Sur la longue la route qui mène au Nirvana, son cœur s’était endurci, pétrifié. Trop souvent il avait courbé la tête pour supplier les saints et les génies de tous les échelons, trop souvent il avait piétiné des cadavres de démons et de fantômes variés, dans un but unique : le Salut. Il aimait l’humanité. Cette nuit, face à la ligne de démarcation entre le monde humain et le monde saint, il comprit soudain les racines de cet amour. Chaque fois qu’il aidait ou sauvait quelqu’un, il se créditait d’une marche sur l’échelle qui mène au Nirvana.

Plus d’une fois Xuanzang s’était demandé pourquoi ses larmes se glaçaient davantage chaque jour. Maintenant il savait. La route menant aux Saintes Écritures qui devaient sauver l’humanité l’avait peu à peu éloigné des hommes.

Il se retourne, il soupire : quand je ne serai plus humain, qui serai-je ? Les démons qui entravaient ma quête de leurs pouvoirs magiques venaient d’ici, nombreux, impitoyables. En les rejoignant, que deviendrai-je, un bouddha ou un démon ?

Soudain, Xuanzang sent son cœur se tordre. Il gémit doucement, la poitrine effondrée. Ouvrant les yeux, il voit ses disciples penchés sur son lit, inquiets. Ils semblent ne pas avoir dormi.

Xuanzang, le souffle court : « Ce n’est rien. Je me suis soudain souvenu d’autrefois. »  Et il referme les yeux.

Il entend Singet : « Maître, ne fuyez pas la voix de votre cœur. Le monde humain hante votre nostalgie – Xuanzang frémit en écoutant la voix lugubre – Je suis né de la pierre, je dédaigne Dieu et le Diable, je n’avais qu’une aspiration, devenir humain. Vous étiez un homme, mais vous vous êtes renié pour acquérir une autre âme. Comment n’en souffririez-vous pas cette nuit ? »

Porcet rit doucement : « Ce n’est pas marrant d’être humain. Nous nous sommes dévoués à la Voie, demain nous pénétrerons en terre sainte, un immense bonheur nous attend. Ne regrettez rien, Maître. »

Satet, consolant : « Nous allons bientôt nous transformer en bouddhas, nous apporterons la Voie aux hommes pour les éclairer. C’est une œuvre grandiose ! »

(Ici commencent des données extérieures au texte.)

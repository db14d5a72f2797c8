use colored::Colorize;
use env_logger::Builder;
use log::{Level, LevelFilter};
use std::io::Write;

/// Install the global logger. Our crate logs at Info (Debug when `verbose`), dependencies at Warn.
/// `RUST_LOG` still applies on top. Safe to call more than once; later calls are ignored.
pub fn setup_logging(verbose: bool) {
    let level = if verbose {
        LevelFilter::Debug
    } else {
        LevelFilter::Info
    };

    let _ = Builder::from_default_env()
        .filter_level(LevelFilter::Warn)
        .filter_module(env!("CARGO_PKG_NAME"), level)
        .format(|buf, record| {
            let name = env!("CARGO_PKG_NAME");
            let line = match record.level() {
                Level::Error | Level::Warn => {
                    let level_str = match record.level() {
                        Level::Warn => "WARN".yellow(),
                        _ => "ERROR".red(),
                    };
                    // Workers are named; the main thread is not worth printing.
                    let thread = std::thread::current();
                    let origin = match thread.name() {
                        Some(t) if t != "main" => format!("{} {}", record.target(), t),
                        _ => record.target().to_string(),
                    };
                    format!(
                        "[{} {} {}] {}",
                        name.cyan(),
                        level_str,
                        origin.white(),
                        record.args()
                    )
                }
                Level::Debug | Level::Trace => {
                    format!("[{} {}] {}", name.cyan(), "debug".dimmed(), record.args())
                }
                Level::Info => format!("[{}] {}", name.cyan(), record.args()),
            };
            writeln!(buf, "{}", line)
        })
        .try_init();
}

Xuanzang secoue la tête, il reste longtemps allongé, immobile, les mains sur le cœur. De ses yeux fermés les larmes débordent, de plus en plus ardentes. Puis, comme pour exprimer ses derniers vœux : « Je voudrais que cette nuit jamais ne s’achève. La mémoire de ces années d‘errance  me déchire. Pauvre Singet ! Tu n’aspirais qu’à devenir humain, et moi, je t’ai forcé à me suivre pour devenir Bouddha. Porcet, tu te mens en te persuadant d’avoir atteint l’Éveil, tu ne cherches en fait que de nouvelles jouissances. Et toi Satet, tu as abandonné un monde d’ignorance pour un monde d’illusions, comment peux-tu espérer éclairer les hommes ? Et moi ? Je ne suis plus humain, comment pourrais-je éclairer, sauver les hommes si je ne suis plus capable de compatir avec eux ? »

Singet se jette à genoux, il serre la main du Maître dans ses mains, et dans un sanglot : « Maître, tu as trouvé la vérité. Mais il est trop tard. »

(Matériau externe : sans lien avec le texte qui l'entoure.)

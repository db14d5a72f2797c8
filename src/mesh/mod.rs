//! Mesh file I/O used by the format-convert stage.
//!
//! Only serialization lives here: points and polygon cells are read and written as-is,
//! no geometry is modified.
//!
//! | Format | Suffix | Read | Write |
//! |--------|--------|------|-------|
//! | Object File Format | `.off` | ✓ | ✓ |
//! | Wavefront OBJ | `.obj` | ✓ | ✓ |
//! | STL | `.stl` | ✓ (binary + ASCII) | ✓ (binary) |
//! | PLY | `.ply` | ✓ | ✓ (ASCII) |

pub mod obj;
pub mod off;
pub mod ply;
pub mod stl;

use std::fs;
use std::path::Path;

use crate::error::MeshError;

/// Points plus polygon cells (indices into `points`).
#[derive(Clone, Debug, Default, PartialEq)]
pub struct Mesh {
    pub points: Vec<[f64; 3]>,
    pub cells: Vec<Vec<usize>>,
}

impl Mesh {
    /// Reject meshes with no points or with cells pointing past the point list.
    fn validated(self, path: &Path) -> Result<Self, MeshError> {
        if self.points.is_empty() {
            return Err(MeshError::unreadable(path, "no points"));
        }
        let n = self.points.len();
        for (i, cell) in self.cells.iter().enumerate() {
            if cell.len() < 3 {
                return Err(MeshError::unreadable(
                    path,
                    format!("cell {i} has fewer than 3 vertices"),
                ));
            }
            if let Some(bad) = cell.iter().find(|&&v| v >= n) {
                return Err(MeshError::unreadable(
                    path,
                    format!("cell {i} references vertex {bad} of {n}"),
                ));
            }
        }
        Ok(self)
    }

    /// Fan triangulation of every cell (used by writers that only know triangles).
    pub fn triangles(&self) -> impl Iterator<Item = [usize; 3]> + '_ {
        self.cells
            .iter()
            .flat_map(|c| (1..c.len().saturating_sub(1)).map(move |i| [c[0], c[i], c[i + 1]]))
    }
}

/// Supported mesh formats.
#[derive(Clone, Copy, Debug, PartialEq, Eq)]
pub enum MeshFormat {
    Off,
    Obj,
    Stl,
    Ply,
}

impl MeshFormat {
    /// Format from an extension without the dot (case-insensitive).
    pub fn from_extension(ext: &str) -> Option<MeshFormat> {
        match ext.to_ascii_lowercase().as_str() {
            "off" => Some(MeshFormat::Off),
            "obj" => Some(MeshFormat::Obj),
            "stl" => Some(MeshFormat::Stl),
            "ply" => Some(MeshFormat::Ply),
            _ => None,
        }
    }

    /// Format from a suffix with its leading dot, e.g. `.obj`.
    pub fn from_suffix(suffix: &str) -> Option<MeshFormat> {
        suffix.strip_prefix('.').and_then(Self::from_extension)
    }

    pub fn from_path(path: &Path) -> Option<MeshFormat> {
        path.extension()
            .and_then(|e| e.to_str())
            .and_then(Self::from_extension)
    }

    pub fn suffix(&self) -> &'static str {
        match self {
            MeshFormat::Off => ".off",
            MeshFormat::Obj => ".obj",
            MeshFormat::Stl => ".stl",
            MeshFormat::Ply => ".ply",
        }
    }
}

/// Read a mesh, picking the parser from the path suffix.
///
/// Anything that is not a parseable mesh (unknown suffix, garbage, empty file) is
/// [`MeshError::Unreadable`]; failing to read the bytes at all is [`MeshError::Io`].
pub fn read(path: &Path) -> Result<Mesh, MeshError> {
    let format = MeshFormat::from_path(path)
        .ok_or_else(|| MeshError::unreadable(path, "unknown mesh suffix"))?;
    let bytes = fs::read(path).map_err(|source| MeshError::Io {
        path: path.to_path_buf(),
        source,
    })?;
    let mesh = match format {
        MeshFormat::Off => off::parse(path, &bytes)?,
        MeshFormat::Obj => obj::parse(path, &bytes)?,
        MeshFormat::Stl => stl::parse(path, &bytes)?,
        MeshFormat::Ply => ply::parse(path, &bytes)?,
    };
    mesh.validated(path)
}

/// Write `mesh` to `path` in `format`.
pub fn write(path: &Path, mesh: &Mesh, format: MeshFormat) -> Result<(), MeshError> {
    let io_err = |source| MeshError::Io {
        path: path.to_path_buf(),
        source,
    };
    let file = fs::File::create(path).map_err(io_err)?;
    let mut writer = std::io::BufWriter::new(file);
    match format {
        MeshFormat::Off => off::write(&mut writer, mesh),
        MeshFormat::Obj => obj::write(&mut writer, mesh),
        MeshFormat::Stl => stl::write(&mut writer, mesh),
        MeshFormat::Ply => ply::write(&mut writer, mesh),
    }
    .map_err(io_err)
}

/// Decode bytes as UTF-8 text, or report the file as unreadable.
pub(crate) fn as_text<'a>(path: &Path, bytes: &'a [u8]) -> Result<&'a str, MeshError> {
    std::str::from_utf8(bytes).map_err(|e| MeshError::unreadable(path, e))
}

/// Parse exactly three coordinates from the front of `tokens`.
pub(crate) fn parse_point<'a, I>(path: &Path, tokens: &mut I) -> Result<[f64; 3], MeshError>
where
    I: Iterator<Item = &'a str>,
{
    let mut p = [0.0_f64; 3];
    for c in p.iter_mut() {
        let tok = tokens
            .next()
            .ok_or_else(|| MeshError::unreadable(path, "truncated vertex"))?;
        *c = tok
            .parse()
            .map_err(|_| MeshError::unreadable(path, format!("bad coordinate `{tok}`")))?;
    }
    Ok(p)
}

Sur le chemin du retour. En traversant le fleuve. Le messager céleste rit, il montre à Xuanzang son propre cadavre qui dérive sous le pont.

Mais Xuanzang n’entend plus rien. Ses yeux sans âme ne voient plus.

1994

Traduit du vietnamien par Phan Huy Đường

 

 

NDT : Les personnages de cette nouvelle sont tirés du grand classique chinois Xiyou Ki (La Pérégrination vers l’Ouest, Gallimard, La Pléiade). Singet, Porcet, Sablet, (un singe, un porc, un buffle) sont les trois disciples de Xuanzang, un bonze chinois qui alla en Inde recueillir les écrits bouddhistes. Cette nouvelle a été couronnée par un premier prix au concours de nouvelles très brèves (moins de mille mots) organisé par la revue vietnamienne Thế giới mới, Le Monde Nouveau en 1994. Le recueil Quarante Nouvelles Très Brèves des Éditions de l’Association des Écrivains qui l’a publiée a été retiré de la circulation sur l’ordre de M. Trần Hoàn, Ministre de la Culture et de l’Information de la République Socialiste du Vietnam.